Kee Chang Huang (July 22, 1917 in Canton, China – November 25, 1998) was a Distinguished Professor at the University of Louisville.

He attended Sun Yat-sen University, receiving his medical degree in 1940. He was a research fellow in pharmacology at the Chinese National Institute of Health for six years before joining the faculty of the National Shanghai Medical School in 1946. In 1949, he left China to enter graduate school at the Columbia University College of Physicians and Surgeons.

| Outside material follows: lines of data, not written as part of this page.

//! The TargetModel client (§4.3): a completions-style HTTP verifier.
//!
//! Connection pooling and auth plumbing are out of scope (spec §1); what is
//! in scope is the semantic contract — native-template prompt construction,
//! requesting enough top-logprobs to judge and resample, temperature
//! flooring, and the single-retry policy of §7. Request/response shape is
//! grounded on the OpenAI-style completions clients in the retrieval pack
//! (`other_examples/78020a88_Aandreba-libopenai__src-completion.rs.rs`,
//! `other_examples/58c29ab3_tukanoidd-openai_api_rs__src-request.rs.rs`),
//! which is the same shape the teacher's own `reqwest` dependency is meant
//! to speak to a hosted inference API.

use std::time::{Duration, Instant};

use async_trait::async_trait;
use serde::{Deserialize, Serialize};
use tracing::warn;

use crate::context::{TargetPositionInfo, TopAlt};
use crate::error::{Result, SpecdecError};

/// Minimum logprobs requested per position (§4.3: "top-N with N >= 20").
pub const MIN_TOP_N: u32 = 20;
/// Temperature floor used when the caller requests 0 (§4.3, §9): many
/// providers refuse to return logprobs at literal T=0.
pub const TEMPERATURE_FLOOR: f64 = 0.01;

#[derive(Debug, Clone)]
pub struct VerificationResult {
    pub positions: Vec<TargetPositionInfo>,
    pub latency_ms: f64,
}

/// `verify(prompt_text, k_plus_one, temperature) -> VerificationResult`.
///
/// `prompt_text` arrives already formatted for the target's native template
/// (§4.1 step 2: "build the target-model input as a single formatted
/// prompt") — the `TargetModel` sends it as-is and does no further
/// templating of its own.
#[async_trait]
pub trait TargetModel: Send + Sync {
    async fn verify(
        &self,
        prompt_text: &str,
        k_plus_one: usize,
        temperature: f64,
    ) -> Result<VerificationResult>;
}

/// A `reqwest`-backed completions client speaking an OpenAI-compatible
/// `/v1/completions` surface with `logprobs` requested per position.
pub struct HttpTargetModel {
    client: reqwest::Client,
    base_url: String,
    api_key: String,
    model: String,
    verify_timeout: Duration,
}

impl HttpTargetModel {
    pub fn new(
        base_url: impl Into<String>,
        api_key: impl Into<String>,
        model: impl Into<String>,
        verify_timeout: Duration,
    ) -> Self {
        Self {
            client: reqwest::Client::new(),
            base_url: base_url.into(),
            api_key: api_key.into(),
            model: model.into(),
            verify_timeout,
        }
    }

    fn endpoint(&self) -> String {
        format!("{}/v1/completions", self.base_url.trim_end_matches('/'))
    }

    async fn send_once(&self, body: &CompletionsRequest<'_>) -> Result<CompletionsResponse> {
        let resp = self
            .client
            .post(self.endpoint())
            .bearer_auth(&self.api_key)
            .json(body)
            .timeout(self.verify_timeout)
            .send()
            .await
            .map_err(|e| SpecdecError::TransientRemote(e.to_string()))?;

        if resp.status().is_server_error() || resp.status() == reqwest::StatusCode::REQUEST_TIMEOUT {
            return Err(SpecdecError::TransientRemote(format!(
                "status {}",
                resp.status()
            )));
        }
        if !resp.status().is_success() {
            return Err(SpecdecError::InvalidRemote(format!(
                "status {}",
                resp.status()
            )));
        }

        resp.json::<CompletionsResponse>()
            .await
            .map_err(|e| SpecdecError::InvalidRemote(e.to_string()))
    }
}

#[async_trait]
impl TargetModel for HttpTargetModel {
    async fn verify(
        &self,
        prompt_text: &str,
        k_plus_one: usize,
        temperature: f64,
    ) -> Result<VerificationResult> {
        let effective_temperature = if temperature <= 0.0 {
            TEMPERATURE_FLOOR
        } else {
            temperature
        };
        let body = CompletionsRequest {
            model: &self.model,
            prompt: prompt_text,
            max_tokens: k_plus_one as u32,
            temperature: effective_temperature,
            logprobs: MIN_TOP_N,
            echo: false,
        };

        let start = Instant::now();
        let mut result = self.send_once(&body).await;
        if let Err(SpecdecError::TransientRemote(ref msg)) = result {
            warn!(error = %msg, "target model transport failed, retrying once");
            tokio::time::sleep(Duration::from_millis(250)).await;
            result = self.send_once(&body).await;
        }
        let resp = result?;
        let latency_ms = start.elapsed().as_secs_f64() * 1000.0;

        let positions = parse_positions(resp, k_plus_one)?;
        Ok(VerificationResult {
            positions,
            latency_ms,
        })
    }
}

fn parse_positions(resp: CompletionsResponse, _k_plus_one: usize) -> Result<Vec<TargetPositionInfo>> {
    let choice = resp
        .choices
        .into_iter()
        .next()
        .ok_or_else(|| SpecdecError::InvalidRemote("no choices in response".into()))?;
    let logprobs = choice
        .logprobs
        .ok_or_else(|| SpecdecError::InvalidRemote("response carried no logprobs".into()))?;

    if logprobs.tokens.len() != logprobs.token_logprobs.len()
        || logprobs.tokens.len() != logprobs.top_logprobs.len()
    {
        return Err(SpecdecError::InvalidRemote(
            "mismatched logprob array lengths".into(),
        ));
    }

    let mut positions = Vec::with_capacity(logprobs.tokens.len());
    for (i, token_text) in logprobs.tokens.iter().enumerate() {
        let mut alts: Vec<TopAlt> = logprobs.top_logprobs[i]
            .iter()
            .map(|(text, (id, lp))| TopAlt {
                token_id: *id,
                token: text.clone(),
                logprob: *lp as f32,
            })
            .collect();
        alts.sort_by(|a, b| b.logprob.total_cmp(&a.logprob));

        let entropy = -alts
            .iter()
            .map(|a| a.logprob.exp() * a.logprob)
            .sum::<f32>();

        positions.push(TargetPositionInfo {
            position: i,
            token_id: logprobs.token_ids.get(i).copied().unwrap_or(0),
            token_text: token_text.clone(),
            top_alternatives: alts,
            entropy,
        });
    }
    Ok(positions)
}

#[derive(Serialize)]
struct CompletionsRequest<'a> {
    model: &'a str,
    prompt: &'a str,
    max_tokens: u32,
    temperature: f64,
    logprobs: u32,
    echo: bool,
}

#[derive(Deserialize)]
struct CompletionsResponse {
    choices: Vec<CompletionsChoice>,
}

#[derive(Deserialize)]
struct CompletionsChoice {
    #[serde(default)]
    logprobs: Option<CompletionsLogprobs>,
}

/// A provider-agnostic shape: per-position sampled token/id plus a map of
/// alternative token text to `(token_id, logprob)`. Real providers vary in
/// exact field names; adapting this struct's `Deserialize` to a specific
/// provider's wire format is a formatting concern, not a semantic one.
#[derive(Deserialize)]
struct CompletionsLogprobs {
    tokens: Vec<String>,
    token_logprobs: Vec<f64>,
    #[serde(default)]
    token_ids: Vec<u32>,
    top_logprobs: Vec<std::collections::HashMap<String, (u32, f64)>>,
}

After receiving a Ph.D. in physiology in 1953, he was recruited by the University of Louisville as a Research Associate in Pharmacology, rising through the ranks to become Professor of Pharmacology in 1963. During his tenure he was awarded the Fulbright Professorship twice and the Distinguished Professorship by the University of Louisville and the Tianjim Medical College of China.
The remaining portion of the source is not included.